(WORK REQUIRED) Record by record, give the entire listing again exactly.

(DATA IN THIS EXERCISE)
[Start of section]
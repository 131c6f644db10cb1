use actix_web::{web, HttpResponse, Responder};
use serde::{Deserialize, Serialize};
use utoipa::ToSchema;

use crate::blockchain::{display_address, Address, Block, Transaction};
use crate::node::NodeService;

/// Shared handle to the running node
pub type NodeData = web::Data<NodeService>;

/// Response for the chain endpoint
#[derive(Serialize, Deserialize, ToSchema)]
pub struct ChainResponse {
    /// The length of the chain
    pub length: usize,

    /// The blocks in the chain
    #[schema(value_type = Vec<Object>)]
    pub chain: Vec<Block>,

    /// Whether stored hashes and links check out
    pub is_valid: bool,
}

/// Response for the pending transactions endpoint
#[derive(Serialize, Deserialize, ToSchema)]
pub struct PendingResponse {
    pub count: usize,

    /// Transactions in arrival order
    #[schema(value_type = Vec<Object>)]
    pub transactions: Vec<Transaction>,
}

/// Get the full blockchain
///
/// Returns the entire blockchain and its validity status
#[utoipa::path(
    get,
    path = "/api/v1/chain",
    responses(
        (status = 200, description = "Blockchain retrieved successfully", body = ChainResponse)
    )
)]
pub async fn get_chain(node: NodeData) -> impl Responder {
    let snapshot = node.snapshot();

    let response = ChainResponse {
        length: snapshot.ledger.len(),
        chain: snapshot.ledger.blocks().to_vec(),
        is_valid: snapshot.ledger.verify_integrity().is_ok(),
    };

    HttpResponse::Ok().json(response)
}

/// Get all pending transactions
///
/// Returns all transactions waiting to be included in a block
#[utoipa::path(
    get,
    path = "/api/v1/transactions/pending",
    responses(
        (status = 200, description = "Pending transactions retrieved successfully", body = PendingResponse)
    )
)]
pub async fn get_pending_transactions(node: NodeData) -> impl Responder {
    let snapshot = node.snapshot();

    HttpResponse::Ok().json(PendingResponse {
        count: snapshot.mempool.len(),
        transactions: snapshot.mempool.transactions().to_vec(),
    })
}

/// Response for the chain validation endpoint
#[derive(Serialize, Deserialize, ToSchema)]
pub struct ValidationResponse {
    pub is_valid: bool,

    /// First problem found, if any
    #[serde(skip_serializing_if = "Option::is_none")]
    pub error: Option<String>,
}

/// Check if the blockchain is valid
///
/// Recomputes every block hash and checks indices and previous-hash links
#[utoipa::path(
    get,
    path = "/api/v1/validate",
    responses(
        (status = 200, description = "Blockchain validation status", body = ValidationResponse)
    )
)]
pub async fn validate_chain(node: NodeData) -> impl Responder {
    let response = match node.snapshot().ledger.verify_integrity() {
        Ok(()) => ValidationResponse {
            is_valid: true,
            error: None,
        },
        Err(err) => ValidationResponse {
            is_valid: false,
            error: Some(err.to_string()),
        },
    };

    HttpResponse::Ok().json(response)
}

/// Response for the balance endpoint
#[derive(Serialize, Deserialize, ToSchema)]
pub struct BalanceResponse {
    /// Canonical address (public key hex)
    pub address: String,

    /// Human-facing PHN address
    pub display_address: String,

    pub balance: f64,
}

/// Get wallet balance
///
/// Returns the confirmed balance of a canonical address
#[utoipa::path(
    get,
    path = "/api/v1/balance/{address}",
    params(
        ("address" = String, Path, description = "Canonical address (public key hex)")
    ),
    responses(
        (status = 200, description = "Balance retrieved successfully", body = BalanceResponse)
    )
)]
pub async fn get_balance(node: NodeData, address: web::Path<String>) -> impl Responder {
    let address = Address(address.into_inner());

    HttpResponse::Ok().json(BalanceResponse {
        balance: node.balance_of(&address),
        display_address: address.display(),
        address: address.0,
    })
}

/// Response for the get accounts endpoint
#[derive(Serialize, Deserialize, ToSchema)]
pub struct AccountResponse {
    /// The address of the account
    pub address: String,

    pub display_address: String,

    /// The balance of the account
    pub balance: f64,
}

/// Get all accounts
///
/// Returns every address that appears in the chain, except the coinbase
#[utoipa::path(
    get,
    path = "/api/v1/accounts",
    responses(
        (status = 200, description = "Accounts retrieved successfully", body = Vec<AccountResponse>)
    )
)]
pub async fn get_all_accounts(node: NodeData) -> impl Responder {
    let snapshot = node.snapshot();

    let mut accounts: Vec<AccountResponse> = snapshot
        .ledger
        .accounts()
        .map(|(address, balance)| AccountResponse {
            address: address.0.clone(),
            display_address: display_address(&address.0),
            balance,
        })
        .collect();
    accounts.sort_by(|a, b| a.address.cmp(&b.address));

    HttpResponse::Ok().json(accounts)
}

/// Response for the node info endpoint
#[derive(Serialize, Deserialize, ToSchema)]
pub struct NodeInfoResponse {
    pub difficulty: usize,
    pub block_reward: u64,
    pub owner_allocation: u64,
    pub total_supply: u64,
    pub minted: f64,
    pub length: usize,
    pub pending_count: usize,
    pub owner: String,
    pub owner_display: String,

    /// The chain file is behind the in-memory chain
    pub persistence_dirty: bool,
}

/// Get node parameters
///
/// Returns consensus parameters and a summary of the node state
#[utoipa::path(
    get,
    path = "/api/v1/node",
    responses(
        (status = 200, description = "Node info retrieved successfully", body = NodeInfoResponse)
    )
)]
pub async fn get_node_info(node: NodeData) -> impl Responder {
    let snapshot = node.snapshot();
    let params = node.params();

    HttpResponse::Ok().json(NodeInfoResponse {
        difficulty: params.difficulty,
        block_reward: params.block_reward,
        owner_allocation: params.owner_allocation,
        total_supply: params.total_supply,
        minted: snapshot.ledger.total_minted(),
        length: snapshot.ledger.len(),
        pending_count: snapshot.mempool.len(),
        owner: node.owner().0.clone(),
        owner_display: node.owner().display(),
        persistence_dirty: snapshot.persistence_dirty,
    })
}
[End of section]
(SOLUTION BELOW)
repository 131c6f644db10cb1
use actix_web::{web, HttpResponse, Responder};
use serde::{Deserialize, Serialize};
use utoipa::ToSchema;

use crate::blockchain::{display_address, Address, Block, Transaction};
use crate::node::NodeService;

/// Shared handle to the running node
pub type NodeData = web::Data<NodeService>;

/// Response for the chain endpoint
#[derive(Serialize, Deserialize, ToSchema)]
pub struct ChainResponse {
    /// The length of the chain
    pub length: usize,

    /// The blocks in the chain
    #[schema(value_type = Vec<Object>)]
    pub chain: Vec<Block>,

    /// Whether stored hashes and links check out
    pub is_valid: bool,
}

/// Response for the pending transactions endpoint
#[derive(Serialize, Deserialize, ToSchema)]
pub struct PendingResponse {
    pub count: usize,

    /// Transactions in arrival order
    #[schema(value_type = Vec<Object>)]
    pub transactions: Vec<Transaction>,
}

/// Get the full blockchain
///
/// Returns the entire blockchain and its validity status
#[utoipa::path(
    get,
    path = "/api/v1/chain",
    responses(
        (status = 200, description = "Blockchain retrieved successfully", body = ChainResponse)
    )
)]
pub async fn get_chain(node: NodeData) -> impl Responder {
    let snapshot = node.snapshot();

    let response = ChainResponse {
        length: snapshot.ledger.len(),
        chain: snapshot.ledger.blocks().to_vec(),
        is_valid: snapshot.ledger.verify_integrity().is_ok(),
    };

    HttpResponse::Ok().json(response)
}

/// Get all pending transactions
///
/// Returns all transactions waiting to be included in a block
#[utoipa::path(
    get,
    path = "/api/v1/transactions/pending",
    responses(
        (status = 200, description = "Pending transactions retrieved successfully", body = PendingResponse)
    )
)]
pub async fn get_pending_transactions(node: NodeData) -> impl Responder {
    let snapshot = node.snapshot();

    HttpResponse::Ok().json(PendingResponse {
        count: snapshot.mempool.len(),
        transactions: snapshot.mempool.transactions().to_vec(),
    })
}

/// Response for the chain validation endpoint
#[derive(Serialize, Deserialize, ToSchema)]
pub struct ValidationResponse {
    pub is_valid: bool,

    /// First problem found, if any
    #[serde(skip_serializing_if = "Option::is_none")]
    pub error: Option<String>,
}

/// Check if the blockchain is valid
///
/// Recomputes every block hash and checks indices and previous-hash links
#[utoipa::path(
    get,
    path = "/api/v1/validate",
    responses(
        (status = 200, description = "Blockchain validation status", body = ValidationResponse)
    )
)]
pub async fn validate_chain(node: NodeData) -> impl Responder {
    let response = match node.snapshot().ledger.verify_integrity() {
        Ok(()) => ValidationResponse {
            is_valid: true,
            error: None,
        },
        Err(err) => ValidationResponse {
            is_valid: false,
            error: Some(err.to_string()),
        },
    };

    HttpResponse::Ok().json(response)
}

/// Response for the balance endpoint
#[derive(Serialize, Deserialize, ToSchema)]
pub struct BalanceResponse {
    /// Canonical address (public key hex)
    pub address: String,

    /// Human-facing PHN address
    pub display_address: String,

    pub balance: f64,
}

/// Get wallet balance
///
/// Returns the confirmed balance of a canonical address
#[utoipa::path(
    get,
    path = "/api/v1/balance/{address}",
    params(
        ("address" = String, Path, description = "Canonical address (public key hex)")
    ),
    responses(
        (status = 200, description = "Balance retrieved successfully", body = BalanceResponse)
    )
)]
pub async fn get_balance(node: NodeData, address: web::Path<String>) -> impl Responder {
    let address = Address(address.into_inner());

    HttpResponse::Ok().json(BalanceResponse {
        balance: node.balance_of(&address),
        display_address: address.display(),
        address: address.0,
    })
}

/// Response for the get accounts endpoint
#[derive(Serialize, Deserialize, ToSchema)]
pub struct AccountResponse {
    /// The address of the account
    pub address: String,

    pub display_address: String,

    /// The balance of the account
    pub balance: f64,
}

/// Get all accounts
///
/// Returns every address that appears in the chain, except the coinbase
#[utoipa::path(
    get,
    path = "/api/v1/accounts",
    responses(
        (status = 200, description = "Accounts retrieved successfully", body = Vec<AccountResponse>)
    )
)]
pub async fn get_all_accounts(node: NodeData) -> impl Responder {
    let snapshot = node.snapshot();

    let mut accounts: Vec<AccountResponse> = snapshot
        .ledger
        .accounts()
        .map(|(address, balance)| AccountResponse {
            address: address.0.clone(),
            display_address: display_address(&address.0),
            balance,
        })
        .collect();
    accounts.sort_by(|a, b| a.address.cmp(&b.address));

    HttpResponse::Ok().json(accounts)
}

/// Response for the node info endpoint
#[derive(Serialize, Deserialize, ToSchema)]
pub struct NodeInfoResponse {
    pub difficulty: usize,
    pub block_reward: u64,
    pub owner_allocation: u64,
    pub total_supply: u64,
    pub minted: f64,
    pub length: usize,
    pub pending_count: usize,
    pub owner: String,
    pub owner_display: String,

    /// The chain file is behind the in-memory chain
    pub persistence_dirty: bool,
}

/// Get node parameters
///
/// Returns consensus parameters and a summary of the node state
#[utoipa::path(
    get,
    path = "/api/v1/node",
    responses(
        (status = 200, description = "Node info retrieved successfully", body = NodeInfoResponse)
    )
)]
pub async fn get_node_info(node: NodeData) -> impl Responder {
    let snapshot = node.snapshot();
    let params = node.params();

    HttpResponse::Ok().json(NodeInfoResponse {
        difficulty: params.difficulty,
        block_reward: params.block_reward,
        owner_allocation: params.owner_allocation,
        total_supply: params.total_supply,
        minted: snapshot.ledger.total_minted(),
        length: snapshot.ledger.len(),
        pending_count: snapshot.mempool.len(),
        owner: node.owner().0.clone(),
        owner_display: node.owner().display(),
        persistence_dirty: snapshot.persistence_dirty,
    })
}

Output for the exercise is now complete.